[Dataset records]
────

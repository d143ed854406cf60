//! CLI argument definitions - Cli, Command, and per-command argument structs

use clap::{Parser, Subcommand};
use std::path::PathBuf;

/// Segmentar: training-pipeline tooling for medical image segmentation
#[derive(Parser, Debug, Clone, PartialEq)]
#[command(name = "segmentar")]
#[command(version)]
#[command(
    about = "Training-pipeline tooling for volumetric medical image segmentation"
)]
pub struct Cli {
    /// Subcommand to execute
    #[command(subcommand)]
    pub command: Command,

    /// Enable verbose output
    #[arg(short, long, global = true)]
    pub verbose: bool,

    /// Suppress all output except errors
    #[arg(short, long, global = true)]
    pub quiet: bool,
}

/// Available commands
#[derive(Subcommand, Debug, Clone, PartialEq)]
pub enum Command {
    /// Split a dataset into cross-validation folds on disk
    CvSplit(CvSplitArgs),

    /// Initialize a new project directory with a template hparams file
    Init(InitArgs),

    /// Validate a hyperparameter file without training
    Validate(ValidateArgs),

    /// Display information about a hyperparameter file
    Info(InfoArgs),
}

/// Arguments for the cv-split command
#[derive(Parser, Debug, Clone, PartialEq)]
pub struct CvSplitArgs {
    /// Directory holding the image and label sub-directories
    #[arg(long, value_name = "DIR")]
    pub data_dir: PathBuf,

    /// Number of cross-validation folds (1 creates a single fixed split)
    #[arg(long, default_value_t = 5)]
    pub cv: usize,

    /// Directory created under the data dir to hold the splits
    #[arg(long, default_value = "views")]
    pub out_dir: String,

    /// Image sub-directory name
    #[arg(long, default_value = "images")]
    pub im_sub_dir: String,

    /// Label sub-directory name
    #[arg(long, default_value = "labels")]
    pub lab_sub_dir: String,

    /// Sub-directory of augmented data to link into matching training splits
    #[arg(long)]
    pub aug_sub_dir: Option<String>,

    /// Copy files into the splits instead of symlinking them
    #[arg(long, conflicts_with = "file_list")]
    pub copy: bool,

    /// Record absolute paths in a list file instead of linking
    #[arg(long)]
    pub file_list: bool,

    /// Glob-style pattern selecting image files
    #[arg(long, default_value = "*.nii*")]
    pub file_regex: String,

    /// Fraction of images reserved for validation
    #[arg(long, default_value_t = 0.20)]
    pub validation_fraction: f64,

    /// Fraction of images reserved for testing
    #[arg(long, default_value_t = 0.20)]
    pub test_fraction: f64,

    /// Random seed for the shuffling RNG
    #[arg(long)]
    pub seed: Option<u64>,
}

/// Arguments for the init command
#[derive(Parser, Debug, Clone, PartialEq)]
pub struct InitArgs {
    /// Name of the project directory to create
    #[arg(long, default_value = "my_project")]
    pub name: String,

    /// Directory in which the project directory is created
    #[arg(long, default_value = ".")]
    pub root: PathBuf,

    /// Pre-fill train/val base directories from this data directory
    #[arg(long)]
    pub data_dir: Option<PathBuf>,
}

/// Arguments for the validate command
#[derive(Parser, Debug, Clone, PartialEq)]
pub struct ValidateArgs {
    /// Path to the hyperparameter YAML file
    #[arg(value_name = "CONFIG")]
    pub config: PathBuf,

    /// Show detailed validation report
    #[arg(short, long)]
    pub detailed: bool,
}

/// Arguments for the info command
#[derive(Parser, Debug, Clone, PartialEq)]
pub struct InfoArgs {
    /// Path to the hyperparameter YAML file
    #[arg(value_name = "CONFIG")]
    pub config: PathBuf,

    /// Output format (text, json, yaml)
    #[arg(short, long, default_value = "text")]
    pub format: OutputFormat,
}

/// Output format for the info command
#[derive(Debug, Clone, Copy, PartialEq, Default)]
pub enum OutputFormat {
    #[default]
    Text,
    Json,
    Yaml,
}

impl std::str::FromStr for OutputFormat {
    type Err = String;

    fn from_str(s: &str) -> Result<Self, Self::Err> {
        match s.to_lowercase().as_str() {
            "text" => Ok(OutputFormat::Text),
            "json" => Ok(OutputFormat::Json),
            "yaml" => Ok(OutputFormat::Yaml),
            _ => Err(format!(
                "Unknown output format: {s}. Valid formats: text, json, yaml"
            )),
        }
    }
}

/// Parse CLI arguments from a string slice (for testing)
pub fn parse_args<I, T>(args: I) -> Result<Cli, clap::Error>
where
    I: IntoIterator<Item = T>,
    T: Into<std::ffi::OsString> + Clone,
{
    Cli::try_parse_from(args)
}
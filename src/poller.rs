//! Readiness multiplexer over file descriptors: epoll on Linux, kqueue on
//! macOS (see [`crate::sys`]). The Engine is the only consumer; it never
//! touches `sys::Selector` directly.

use std::io;
use std::os::unix::io::RawFd;
use std::time::Duration;

use crate::ready::Ready;
use crate::sys::Selector;
use crate::token::Token;

/// Reserved token identifying the Timer's readiness event.
pub const TIMER_TOKEN: Token = Token(usize::MAX);
/// Reserved token identifying the Wakeup's readiness event.
pub const WAKE_TOKEN: Token = Token(usize::MAX - 1);

const EVENTS_CAPACITY: usize = 1024;

/// One ready (token, interest) pair returned from [`Poller::wait`].
#[derive(Copy, Clone, Debug)]
pub struct ReadyEvent {
    pub token: Token,
    pub readiness: Ready,
}

pub struct Poller {
    selector: Selector,
}

impl Poller {
    pub fn new() -> io::Result<Poller> {
        Ok(Poller {
            selector: Selector::new()?,
        })
    }

    /// Register `fd` with `interest`. Fails if `fd` is already registered
    /// (mirrors `epoll_ctl(EPOLL_CTL_ADD)` semantics; the kqueue backend
    /// treats add and modify identically since kevent registration is
    /// always idempotent).
    pub fn add(&self, fd: RawFd, token: Token, interest: Ready) -> io::Result<()> {
        self.selector.add(fd, token, interest)
    }

    /// Change the registered interest for `fd`. Fails if not registered.
    pub fn modify(&self, fd: RawFd, token: Token, interest: Ready) -> io::Result<()> {
        self.selector.modify(fd, token, interest)
    }

    /// Drop the registration for `fd`. Idempotent.
    pub fn remove(&self, fd: RawFd) -> io::Result<()> {
        self.selector.remove(fd)
    }

    /// Block up to `timeout` (or indefinitely if `None`), appending ready
    /// events into `out`. Returns the number appended.
    pub fn wait(&self, out: &mut Vec<ReadyEvent>, timeout: Option<Duration>) -> io::Result<usize> {
        out.clear();

        let timeout_ms = timeout
            .map(|d| d.as_millis().min(i32::MAX as u128) as i32)
            .unwrap_or(-1);

        let mut raw = Selector::events_buffer(EVENTS_CAPACITY);
        let n = self.selector.wait(&mut raw, timeout_ms)?;

        for event in &raw[..n] {
            out.push(ReadyEvent {
                token: Selector::event_token(event),
                readiness: Selector::event_readiness(event),
            });
        }

        Ok(n)
    }

    /// Arm (`ms >= 0`) or disarm (`ms < 0`) the Timer. Zero fires as soon
    /// as possible rather than disarming.
    pub fn arm_timer(&self, ms: i64) -> io::Result<()> {
        self.selector.arm_timer(ms)
    }

    /// Signal the Wakeup; guaranteed to deliver at least one readable
    /// event before the next `drain_wakeup`.
    pub fn poke_wakeup(&self) -> io::Result<()> {
        self.selector.poke_wakeup()
    }

    pub fn drain_timer(&self) -> io::Result<()> {
        self.selector.drain_timer()
    }

    pub fn drain_wakeup(&self) -> io::Result<()> {
        self.selector.drain_wakeup()
    }
}

#[cfg(test)]
mod tests {
    use super::*;

    #[test]
    fn arm_zero_fires_promptly() {
        let poller = Poller::new().expect("poller");
        poller.arm_timer(0).expect("arm");

        let mut events = Vec::new();
        let n = poller
            .wait(&mut events, Some(Duration::from_millis(50)))
            .expect("wait");

        assert_eq!(n, 1);
        assert_eq!(events[0].token, TIMER_TOKEN);
        poller.drain_timer().expect("drain");
    }

    #[test]
    fn disarmed_timer_never_fires() {
        let poller = Poller::new().expect("poller");
        poller.arm_timer(-1).expect("disarm");

        let mut events = Vec::new();
        let n = poller
            .wait(&mut events, Some(Duration::from_millis(20)))
            .expect("wait");

        assert_eq!(n, 0);
    }

    #[test]
    fn repeated_wakeup_collapses_to_one_drain() {
        let poller = Poller::new().expect("poller");
        poller.poke_wakeup().expect("poke 1");
        poller.poke_wakeup().expect("poke 2");
        poller.poke_wakeup().expect("poke 3");

        let mut events = Vec::new();
        let n = poller
            .wait(&mut events, Some(Duration::from_millis(50)))
            .expect("wait");

        assert!(n >= 1);
        assert!(events.iter().any(|e| e.token == WAKE_TOKEN));
        poller.drain_wakeup().expect("drain");

        let n = poller
            .wait(&mut events, Some(Duration::from_millis(20)))
            .expect("wait again");
        assert_eq!(n, 0);
    }
}
//! A shared, multiplexed HTTP engine: one background thread drives an
//! arbitrary number of concurrent transfers through a readiness-based OS
//! poller (epoll on Linux, kqueue on macOS) and `curl`'s multi interface.
//! Callers submit a request from any thread and block on a one-shot slot
//! until the Engine publishes its response.
//!
//! The [`client`] module is the intended entry point for most callers;
//! [`Engine`] itself is exposed for callers that want to build their own
//! request shaping on top of [`request::RequestSpec`].

pub mod client;
pub mod engine;
pub mod error;
pub mod poller;
pub mod ready;
pub mod request;
pub mod response;
mod sys;
pub mod token;

pub use client::{Client, ClientConfig};
pub use engine::Engine;
pub use error::{EngineError, ErrorKind};
pub use request::{Method, ProxySpec, RequestSpec};
pub use response::Response;
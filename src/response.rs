use crate::error::ErrorKind;
use crate::request::HeaderGroup;

/// Published by the Engine through a request's one-shot slot. Exactly one
/// `Response` is produced per submitted `TransferRequest` (I4).
#[derive(Clone, Debug, Default)]
pub struct Response {
    pub status: u32,
    pub url: String,
    pub body: Vec<u8>,
    pub headers: Vec<(String, String)>,
    pub error: Option<TransferError>,
}

#[derive(Clone, Debug)]
pub struct TransferError {
    pub kind: ErrorKind,
    pub message: String,
}

impl Response {
    pub fn is_success(&self) -> bool {
        self.error.is_none()
    }

    /// Non-empty iff the transport reported failure (§6).
    pub fn error_text(&self) -> String {
        match &self.error {
            Some(e) => e.message.clone(),
            None => String::new(),
        }
    }

    pub fn success(url: String, status: u32, body: Vec<u8>, headers: HeaderGroup) -> Response {
        Response {
            status,
            url,
            body,
            headers,
            error: None,
        }
    }

    /// §4.4: on failure the error-text is either the last group's
    /// `__RESPONSE_STATUS__` value (if captured) or the transport's
    /// human error string; body/headers are empty.
    pub fn failure(url: String, kind: ErrorKind, curl_message: String) -> Response {
        Response {
            status: 0,
            url,
            body: Vec::new(),
            headers: Vec::new(),
            error: Some(TransferError {
                kind,
                message: curl_message,
            }),
        }
    }

    pub fn header(&self, name: &str) -> Option<&str> {
        self.headers
            .iter()
            .find(|(k, _)| k.eq_ignore_ascii_case(name))
            .map(|(_, v)| v.as_str())
    }
}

────

**PROBLEM**
In the records above, each line with the string "seed" should be copied.

**EXERCISE RESULT**
    /// Random seed for the shuffling RNG
    pub seed: Option<u64>,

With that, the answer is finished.